Even in the original music video, Unseld played with the perception between inanimate and animate. When you watch The Blue Umbrella, it takes a moment to realize that what you are looking at is animation rather than live-action. Pixar's use of global illumination, which simulates how light is reflected off of surfaces, helps the world of The Blue Umbrella approach photorealism. As the rain falls, the city begins to stir (I don't want to spoil exactly how), and it becomes clear that we've stepped into an animated film, but one filled with familiar sights and textures.
Although Unseld didn't initially picture The Blue Umbrella with such realistic animation, others on the Pixar team saw the potential. Unseld's music video animation contains a moment in which an inanimate face is momentarily animated, then still again, the process repeating until the face is fully alive. In order to fully deliver on moments like that, the team decided to make the short as realistic as possible. "Because this moment, this magic of the city coming to life, it's so special if it's real for [the audience]," Unseld said.
But Unseld also wanted to take advantage of the control animators have over this world. "I think there's some human aspect, some texture that gets lost in CG," he said. "Sometimes I get disconnected from the world because it's so hyper-real, so polished, devoid of texture. In puppet animation, you can see the fingerprints, and that's really nice. and I wanted to get that in there somehow, this hand, this kind of texture."
So he decided to give those faces a stop-motion feel. Rather than having the eyes and mouths glide in smooth motions, the animators would hold the poses over a longer frame time, creating more jittery, jerking motions. It makes the characters look more like puppets than like computer-generated creatures, and for the animators, it felt truer to the stone, concrete, metals, and wood the characters were supposed to be made from. Each house and grate and fixture was given its own personality, from young and floppy to older and more like Carl from Up.
The umbrellas, on the other hand, have more stylized, two-dimensional faces, and they are given the quicker, snappier movements you see in traditional animation. Meanwhile, the rain gets a more realistic motion blur, looking all the more magical for coming so close to our own world.

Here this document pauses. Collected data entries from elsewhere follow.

//! # Register Commands
//!
//! Every command the register accepts on its input stream.
//!
//! ## Command Organization
//! ```text
//! commands/
//! ├── mod.rs       ◄─── You are here (decoding, dispatch, response envelope)
//! ├── catalog.rs   ◄─── Service/product listing
//! ├── cart.rs      ◄─── Cart manipulation, customer, payment method
//! └── checkout.rs  ◄─── Checkout, payment, receipt, print, completion
//! ```
//!
//! ## How Commands Work
//! ```text
//! ┌─────────────────────────────────────────────────────────────────────────┐
//! │                    Command Flow                                         │
//! │                                                                         │
//! │  stdin line                                                             │
//! │  {"command":"update_product_quantity","productId":"p1","quantity":2}    │
//! │         │                                                               │
//! │         │ serde (tag = "command")                                       │
//! │         ▼                                                               │
//! │  Command::UpdateProductQuantity { product_id, quantity }                │
//! │         │                                                               │
//! │         │ dispatch()                                                    │
//! │         ▼                                                               │
//! │  cart::update_product_quantity(&mut RegisterState, ..)                  │
//! │      -> Result<CartResponse, ApiError>                                  │
//! │         │                                                               │
//! │         ▼                                                               │
//! │  stdout line                                                            │
//! │  {"ok":true,"data":{...}}  or  {"ok":false,"error":{"code","message"}}  │
//! └─────────────────────────────────────────────────────────────────────────┘
//! ```

pub mod cart;
pub mod catalog;
pub mod checkout;

use serde::{Deserialize, Serialize};
use serde_json::Value;
use tracing::{debug, warn};

use crate::error::ApiError;
use crate::state::RegisterState;

/// A decoded command line.
#[derive(Debug, Clone, PartialEq, Eq, Deserialize)]
#[serde(tag = "command", rename_all = "snake_case", rename_all_fields = "camelCase")]
pub enum Command {
    GetCatalog {
        #[serde(default)]
        query: Option<String>,
    },
    GetCart,
    ToggleService {
        service_id: String,
    },
    AddProduct {
        product_id: String,
    },
    UpdateProductQuantity {
        product_id: String,
        quantity: i64,
    },
    SetCustomer {
        #[serde(default)]
        name: String,
        #[serde(default)]
        phone: String,
    },
    SetPaymentMethod {
        method: String,
    },
    Checkout,
    CancelPayment,
    ConfirmPayment,
    PrintReceipt,
    CompleteTransaction,
}

impl Command {
    /// Wire name, for logging.
    pub fn name(&self) -> &'static str {
        match self {
            Command::GetCatalog { .. } => "get_catalog",
            Command::GetCart => "get_cart",
            Command::ToggleService { .. } => "toggle_service",
            Command::AddProduct { .. } => "add_product",
            Command::UpdateProductQuantity { .. } => "update_product_quantity",
            Command::SetCustomer { .. } => "set_customer",
            Command::SetPaymentMethod { .. } => "set_payment_method",
            Command::Checkout => "checkout",
            Command::CancelPayment => "cancel_payment",
            Command::ConfirmPayment => "confirm_payment",
            Command::PrintReceipt => "print_receipt",
            Command::CompleteTransaction => "complete_transaction",
        }
    }
}

/// One response line.
#[derive(Debug, Clone, PartialEq, Serialize)]
pub struct Response {
    pub ok: bool,
    #[serde(skip_serializing_if = "Option::is_none")]
    pub data: Option<Value>,
    #[serde(skip_serializing_if = "Option::is_none")]
    pub error: Option<ApiError>,
}

impl Response {
    pub fn success(data: Value) -> Self {
        Response {
            ok: true,
            data: Some(data),
            error: None,
        }
    }

    pub fn failure(error: ApiError) -> Self {
        Response {
            ok: false,
            data: None,
            error: Some(error),
        }
    }
}

impl From<Result<Value, ApiError>> for Response {
    fn from(result: Result<Value, ApiError>) -> Self {
        match result {
            Ok(data) => Response::success(data),
            Err(error) => Response::failure(error),
        }
    }
}

/// Decodes and runs one input line.
pub fn handle_line(state: &mut RegisterState, line: &str) -> Response {
    let command = match serde_json::from_str::<Command>(line) {
        Ok(command) => command,
        Err(e) => {
            warn!(error = %e, "Rejected undecodable command line");
            return Response::failure(ApiError::from(e));
        }
    };

    Response::from(dispatch(state, command))
}

/// Runs a decoded command against the session.
pub fn dispatch(state: &mut RegisterState, command: Command) -> Result<Value, ApiError> {
    let name = command.name();

    let result = match command {
        Command::GetCatalog { query } => to_data(catalog::get_catalog(state, query.as_deref())),
        Command::GetCart => to_data(Ok(cart::get_cart(state))),
        Command::ToggleService { service_id } => to_data(cart::toggle_service(state, &service_id)),
        Command::AddProduct { product_id } => to_data(cart::add_product(state, &product_id)),
        Command::UpdateProductQuantity {
            product_id,
            quantity,
        } => to_data(cart::update_product_quantity(state, &product_id, quantity)),
        Command::SetCustomer { name, phone } => to_data(cart::set_customer(state, &name, &phone)),
        Command::SetPaymentMethod { method } => to_data(cart::set_payment_method(state, &method)),
        Command::Checkout => to_data(checkout::checkout(state)),
        Command::CancelPayment => to_data(checkout::cancel_payment(state)),
        Command::ConfirmPayment => to_data(checkout::confirm_payment(state)),
        Command::PrintReceipt => to_data(checkout::print_receipt(state)),
        Command::CompleteTransaction => to_data(checkout::complete_transaction(state)),
    };

    if let Err(ref e) = result {
        debug!(command = name, code = ?e.code, message = %e.message, "Command failed");
    }

    result
}

fn to_data<T: Serialize>(result: Result<T, ApiError>) -> Result<Value, ApiError> {
    let data = result?;
    serde_json::to_value(data)
        .map_err(|e| ApiError::internal(format!("Failed to encode response: {}", e)))
}

#[cfg(test)]
mod tests {
    use super::*;
    use crate::error::ErrorCode;
    use crate::state::ConfigState;
    use barber_core::InMemoryCatalog;

    fn session() -> RegisterState {
        RegisterState::new(ConfigState::default(), InMemoryCatalog::sample())
    }

    #[test]
    fn test_decode_commands() {
        let cmd: Command =
            serde_json::from_str(r#"{"command":"update_product_quantity","productId":"p1","quantity":3}"#)
                .unwrap();
        assert_eq!(
            cmd,
            Command::UpdateProductQuantity {
                product_id: "p1".to_string(),
                quantity: 3
            }
        );

        let cmd: Command = serde_json::from_str(r#"{"command":"checkout"}"#).unwrap();
        assert_eq!(cmd, Command::Checkout);

        let cmd: Command = serde_json::from_str(r#"{"command":"get_catalog"}"#).unwrap();
        assert_eq!(cmd, Command::GetCatalog { query: None });

        let cmd: Command =
            serde_json::from_str(r#"{"command":"set_customer","name":"Ahmad Rizky"}"#).unwrap();
        assert_eq!(
            cmd,
            Command::SetCustomer {
                name: "Ahmad Rizky".to_string(),
                phone: String::new()
            }
        );
    }

    #[test]
    fn test_unknown_command_is_bad_request() {
        let mut state = session();
        let response = handle_line(&mut state, r#"{"command":"refund"}"#);

        assert!(!response.ok);
        assert_eq!(response.error.unwrap().code, ErrorCode::BadRequest);
    }

    #[test]
    fn test_malformed_json_is_bad_request() {
        let mut state = session();
        let response = handle_line(&mut state, "{not json");

        assert!(!response.ok);
        assert!(response.data.is_none());
        assert_eq!(response.error.unwrap().code, ErrorCode::BadRequest);
    }

    #[test]
    fn test_success_envelope() {
        let mut state = session();
        let response = handle_line(&mut state, r#"{"command":"toggle_service","serviceId":"1"}"#);

        assert!(response.ok);
        let json = serde_json::to_value(&response).unwrap();
        assert_eq!(json["ok"], true);
        assert!(json.get("error").is_none());
        assert_eq!(json["data"]["totals"]["total"], 82_500);
    }
}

Unseld is clearly proud of having worked on a piece of computer-generated animation that gets away from its conventional aesthetic. "Animation nowadays can be anything that it wants to be," he said. "People got used to [computer-generated] animation looking a certain way." But as the technical limitations that inspired Pixar to make its early films about toys and bugs slip away, there is no reason not to make computer-generation films in a different mold.